* ABOUT THIS TASK *
All lines that hold the string "exhausted" should be copied. Find them in the listing below.

* ENTRIES SHOWN *
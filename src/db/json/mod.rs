//! JSON file implementation of the storage trait.
//!
//! The whole collection lives in one document, `{"todos": [...]}`, which is
//! read on every operation and rewritten on every change.

mod document;
mod store;

#[cfg(test)]
mod store_test;

pub use document::{read_document, write_document};
pub use store::JsonFileStore;
use std::fmt;

use serde::{Deserialize, Serialize};

/// A raw SMTP reply, preserving the numeric status code and message text.
#[derive(Debug, Clone, PartialEq, Eq, Serialize, Deserialize)]
pub struct SmtpReply {
    pub code: u16,
    pub message: String,
}

impl SmtpReply {
    pub fn is_positive_completion(&self) -> bool {
        (200..300).contains(&self.code)
    }
}

/// Aggregate classification of a reachability probe.
///
/// `Inconclusive` is deliberately not a hard negative: many servers decline
/// this kind of probing (greylisting, blocking, silent drops), so an exhausted
/// MX list proves nothing about the mailbox.
#[derive(Debug, Clone, PartialEq, Eq, Serialize, Deserialize)]
pub enum ProbeOutcome {
    /// An MX host answered the recipient declaration with code 250.
    Accepted { reply: SmtpReply },
    /// The domain resolved but advertises no mail exchangers.
    NoMxRecords { domain: String },
    /// MX resolution itself failed (timeout, servfail, ...).
    DnsError { detail: String },
    /// Every MX host was tried without an accepting reply.
    Inconclusive,
}

impl ProbeOutcome {
    pub fn is_reachable(&self) -> bool {
        matches!(self, Self::Accepted { .. })
    }

    /// Human-readable result line. Callers surfacing this string must keep the
    /// caveat wording of the inconclusive case intact.
    pub fn message(&self) -> String {
        match self {
            Self::Accepted { .. } => "Email exists".to_string(),
            Self::NoMxRecords { domain } => {
                format!("No MX records found for domain {domain}")
            }
            Self::DnsError { detail } => format!("DNS error: {detail}"),
            Self::Inconclusive => {
                "Email validation failed or timed out. This doesn't necessarily mean \
                 the email is invalid - many servers block SMTP verification."
                    .to_string()
            }
        }
    }
}

impl fmt::Display for ProbeOutcome {
    fn fmt(&self, f: &mut fmt::Formatter<'_>) -> fmt::Result {
        f.write_str(&self.message())
    }
}

/// Final report produced by [`probe_address`](super::probe_address).
#[derive(Debug, Clone, PartialEq, Eq, Serialize, Deserialize)]
pub struct ProbeReport {
    pub email: String,
    pub ascii_domain: String,
    pub outcome: ProbeOutcome,
    /// Exchanges contacted, in interrogation order.
    pub hosts_tried: Vec<String>,
}

impl ProbeReport {
    pub fn is_reachable(&self) -> bool {
        self.outcome.is_reachable()
    }
}
//! SMTP reachability probing.
//!
//! The public entry point is [`probe_address`], which resolves the MX records
//! of the target domain and interrogates each exchanger in preference order
//! with a minimal greeting / MAIL FROM / RCPT TO dialogue. No message is ever
//! sent. The first host that answers the recipient declaration with code 250
//! wins; an exhausted host list is reported as inconclusive rather than as a
//! proof of non-existence, because many servers deliberately decline probes.

mod dns;
mod error;
mod options;
mod session;
mod types;

pub use dns::{LookupMx, MxRecord, MxResolution};
pub use error::ProbeError;
pub use options::ProbeOptions;
pub use types::{ProbeOutcome, ProbeReport, SmtpReply};

use crate::format::split_address;

use self::dns::{build_resolver, normalize_domain, resolve_mx};
use self::session::{resolve_socket_addrs, SmtpSession};

/// Abstraction over the prober, so batch processing can be exercised in tests
/// without any network access.
pub trait Prober {
    fn probe(&self, email: &str) -> Result<ProbeReport, ProbeError>;
}

/// The real prober: system DNS plus blocking SMTP sessions.
#[derive(Debug, Clone, Default)]
pub struct SmtpProber {
    pub options: ProbeOptions,
}

impl SmtpProber {
    pub fn new(options: ProbeOptions) -> Self {
        Self { options }
    }
}

impl Prober for SmtpProber {
    fn probe(&self, email: &str) -> Result<ProbeReport, ProbeError> {
        probe_address(email, &self.options)
    }
}

/// Attempts to determine whether a receiving mail server would accept a
/// message to `email`, without sending one.
pub fn probe_address(email: &str, options: &ProbeOptions) -> Result<ProbeReport, ProbeError> {
    let resolver = build_resolver()?;
    probe_with_resolver(email, options, &resolver)
}

pub(crate) fn probe_with_resolver<R: LookupMx>(
    email: &str,
    options: &ProbeOptions,
    resolver: &R,
) -> Result<ProbeReport, ProbeError> {
    let (local, domain) = split_address(email).ok_or(ProbeError::MalformedAddress)?;
    let ascii_domain = normalize_domain(domain)?;

    let records = match resolve_mx(resolver, &ascii_domain) {
        MxResolution::Records(records) => records,
        MxResolution::NoRecords => {
            tracing::debug!(domain = %ascii_domain, "no MX records, probe skipped");
            return Ok(report(
                email,
                &ascii_domain,
                ProbeOutcome::NoMxRecords {
                    domain: ascii_domain.clone(),
                },
                Vec::new(),
            ));
        }
        MxResolution::Failed(detail) => {
            tracing::warn!(domain = %ascii_domain, %detail, "MX lookup failed");
            return Ok(report(
                email,
                &ascii_domain,
                ProbeOutcome::DnsError { detail },
                Vec::new(),
            ));
        }
    };

    let helo = options.helo_name(&ascii_domain).into_owned();
    let mail_from = options.mail_from(&ascii_domain);

    let mut hosts_tried = Vec::new();
    for record in records.iter().take(options.host_limit(records.len())) {
        hosts_tried.push(record.exchange.clone());
        match probe_host(record, local, &ascii_domain, &helo, &mail_from, options) {
            Ok(reply) if reply.code == 250 => {
                tracing::debug!(exchange = %record.exchange, "recipient accepted");
                return Ok(report(
                    email,
                    &ascii_domain,
                    ProbeOutcome::Accepted { reply },
                    hosts_tried,
                ));
            }
            Ok(reply) => {
                tracing::debug!(
                    exchange = %record.exchange,
                    code = reply.code,
                    "recipient not accepted, trying next exchanger"
                );
            }
            // Unreachable or misbehaving host: recovered locally by moving on.
            Err(err) => {
                tracing::warn!(exchange = %record.exchange, error = %err, "host probe failed");
            }
        }
    }

    Ok(report(
        email,
        &ascii_domain,
        ProbeOutcome::Inconclusive,
        hosts_tried,
    ))
}

/// Runs the handshake against a single exchanger and returns the reply to the
/// recipient declaration. Any [`io::Error`](std::io::Error) here means the
/// host could not give a usable answer; the caller falls through to the next.
fn probe_host(
    record: &MxRecord,
    local: &str,
    ascii_domain: &str,
    helo: &str,
    mail_from: &str,
    options: &ProbeOptions,
) -> std::io::Result<SmtpReply> {
    let addrs = resolve_socket_addrs(&record.exchange, options.port)?;
    let mut session = SmtpSession::connect(&addrs, options.timeout())?;

    let greeting = session.read_reply()?;
    if !greeting.is_positive_completion() {
        session.quit();
        return Err(std::io::Error::new(
            std::io::ErrorKind::InvalidData,
            format!("unexpected greeting: {}", greeting.code),
        ));
    }

    session.send_command(&format!("HELO {helo}"))?;
    let helo_reply = session.read_reply()?;
    if !helo_reply.is_positive_completion() {
        session.quit();
        return Err(std::io::Error::new(
            std::io::ErrorKind::InvalidData,
            format!("HELO rejected: {}", helo_reply.code),
        ));
    }

    session.send_command(&format!("MAIL FROM:<{mail_from}>"))?;
    let _ = session.read_reply()?;

    session.send_command(&format!("RCPT TO:<{local}@{ascii_domain}>"))?;
    let rcpt_reply = session.read_reply()?;

    session.quit();
    Ok(rcpt_reply)
}

fn report(
    email: &str,
    ascii_domain: &str,
    outcome: ProbeOutcome,
    hosts_tried: Vec<String>,
) -> ProbeReport {
    ProbeReport {
        email: email.to_string(),
        ascii_domain: ascii_domain.to_string(),
        outcome,
        hosts_tried,
    }
}

#[cfg(test)]
mod tests {
    use super::dns::StubResolver;
    use super::*;
    use std::io::{self, BufRead, BufReader, Write};
    use std::net::{TcpListener, TcpStream};
    use std::sync::atomic::{AtomicUsize, Ordering};
    use std::sync::{mpsc, Arc};
    use std::thread;

    fn options_for_port(port: u16) -> ProbeOptions {
        ProbeOptions {
            port,
            timeout_ms: 2_000,
            ..ProbeOptions::default()
        }
    }

    /// Loopback SMTP server answering RCPT TO with `rcpt_code`, counting
    /// accepted connections.
    fn spawn_mock_server(rcpt_code: u16) -> (u16, Arc<AtomicUsize>, thread::JoinHandle<()>) {
        let listener = TcpListener::bind("127.0.0.1:0").expect("bind mock server");
        let port = listener.local_addr().expect("addr").port();
        let connections = Arc::new(AtomicUsize::new(0));
        let counter = Arc::clone(&connections);
        let (ready_tx, ready_rx) = mpsc::channel();
        let handle = thread::spawn(move || {
            ready_tx.send(()).ok();
            if let Ok((mut stream, _)) = listener.accept() {
                counter.fetch_add(1, Ordering::SeqCst);
                let _ = handle_session(&mut stream, rcpt_code);
            }
        });
        ready_rx.recv().expect("server ready");
        (port, connections, handle)
    }

    fn handle_session(stream: &mut TcpStream, rcpt_code: u16) -> io::Result<()> {
        let mut reader = BufReader::new(stream.try_clone()?);
        stream.write_all(b"220 mock.smtp.test ESMTP\r\n")?;
        stream.flush()?;
        loop {
            let mut line = String::new();
            if reader.read_line(&mut line)? == 0 {
                return Ok(());
            }
            let response = if line.starts_with("HELO") {
                "250 mock.smtp.test\r\n".to_string()
            } else if line.starts_with("MAIL FROM:") {
                "250 2.1.0 Ok\r\n".to_string()
            } else if line.starts_with("RCPT TO:") {
                format!("{rcpt_code} mock reply\r\n")
            } else if line.starts_with("QUIT") {
                stream.write_all(b"221 2.0.0 Bye\r\n")?;
                stream.flush()?;
                return Ok(());
            } else {
                "502 5.5.2 Not implemented\r\n".to_string()
            };
            stream.write_all(response.as_bytes())?;
            stream.flush()?;
        }
    }

    #[test]
    fn malformed_address_is_rejected_before_dns() {
        let resolver = StubResolver::new(|_| panic!("lookup must not run"));
        let err = probe_with_resolver("nobody", &ProbeOptions::default(), &resolver)
            .expect_err("should fail");
        assert!(matches!(err, ProbeError::MalformedAddress));
    }

    #[test]
    fn empty_mx_set_skips_the_network() {
        // Lookups succeed with no records; any connection attempt would hit a
        // real socket and show up as a non-NoMxRecords outcome.
        let resolver = StubResolver::new(|domain| {
            assert_eq!(domain, "example.com");
            Ok(Vec::new())
        });
        let report = probe_with_resolver("user@example.com", &ProbeOptions::default(), &resolver)
            .expect("probe");
        assert!(matches!(report.outcome, ProbeOutcome::NoMxRecords { .. }));
        assert!(report.hosts_tried.is_empty());
        assert_eq!(
            report.outcome.message(),
            "No MX records found for domain example.com"
        );
    }

    #[test]
    #[ignore = "requires loopback TCP binding"]
    fn first_accepting_host_short_circuits() {
        let (port, first_hits, first) = spawn_mock_server(250);
        let resolver = StubResolver::new(move |_| {
            Ok(vec![
                MxRecord::new(10, "127.0.0.1"),
                MxRecord::new(20, "127.0.0.2"),
            ])
        });
        let report =
            probe_with_resolver("user@example.com", &options_for_port(port), &resolver)
                .expect("probe");
        assert!(report.is_reachable());
        assert_eq!(report.outcome.message(), "Email exists");
        assert_eq!(report.hosts_tried, vec!["127.0.0.1".to_string()]);
        assert_eq!(first_hits.load(Ordering::SeqCst), 1);
        first.join().expect("server thread");
    }

    #[test]
    #[ignore = "requires loopback TCP binding"]
    fn rejecting_host_yields_inconclusive_with_caveat() {
        let (port, _, handle) = spawn_mock_server(550);
        let resolver = StubResolver::new(move |_| Ok(vec![MxRecord::new(10, "127.0.0.1")]));
        let report =
            probe_with_resolver("user@example.com", &options_for_port(port), &resolver)
                .expect("probe");
        assert!(!report.is_reachable());
        assert!(matches!(report.outcome, ProbeOutcome::Inconclusive));
        assert!(report
            .outcome
            .message()
            .contains("many servers block SMTP verification"));
        handle.join().expect("server thread");
    }

    #[test]
    #[ignore = "requires loopback TCP binding"]
    fn multibyte_greeting_is_a_per_host_failure() {
        let listener = TcpListener::bind("127.0.0.1:0").expect("bind");
        let port = listener.local_addr().expect("addr").port();
        let handle = thread::spawn(move || {
            if let Ok((mut stream, _)) = listener.accept() {
                let _ = stream.write_all("22\u{e9} mock greeting\r\n".as_bytes());
            }
        });
        let resolver = StubResolver::new(move |_| Ok(vec![MxRecord::new(10, "127.0.0.1")]));
        let report =
            probe_with_resolver("user@example.com", &options_for_port(port), &resolver)
                .expect("probe");
        assert!(matches!(report.outcome, ProbeOutcome::Inconclusive));
        assert_eq!(report.hosts_tried.len(), 1);
        handle.join().expect("server thread");
    }

    #[test]
    #[ignore = "requires loopback TCP binding"]
    fn unreachable_hosts_are_all_tried_in_order() {
        // Bind then drop to get ports that refuse connections.
        let dead_port = {
            let listener = TcpListener::bind("127.0.0.1:0").expect("bind");
            listener.local_addr().expect("addr").port()
        };
        let resolver = StubResolver::new(move |_| {
            Ok(vec![
                MxRecord::new(10, "127.0.0.1"),
                MxRecord::new(20, "127.0.0.1"),
            ])
        });
        let report =
            probe_with_resolver("user@example.com", &options_for_port(dead_port), &resolver)
                .expect("probe");
        assert!(matches!(report.outcome, ProbeOutcome::Inconclusive));
        assert_eq!(report.hosts_tried.len(), 2);
    }
}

* WORKED SOLUTION *
/// this kind of probing (greylisting, blocking, silent drops), so an exhausted
//! wins; an exhausted host list is reported as inconclusive rather than as a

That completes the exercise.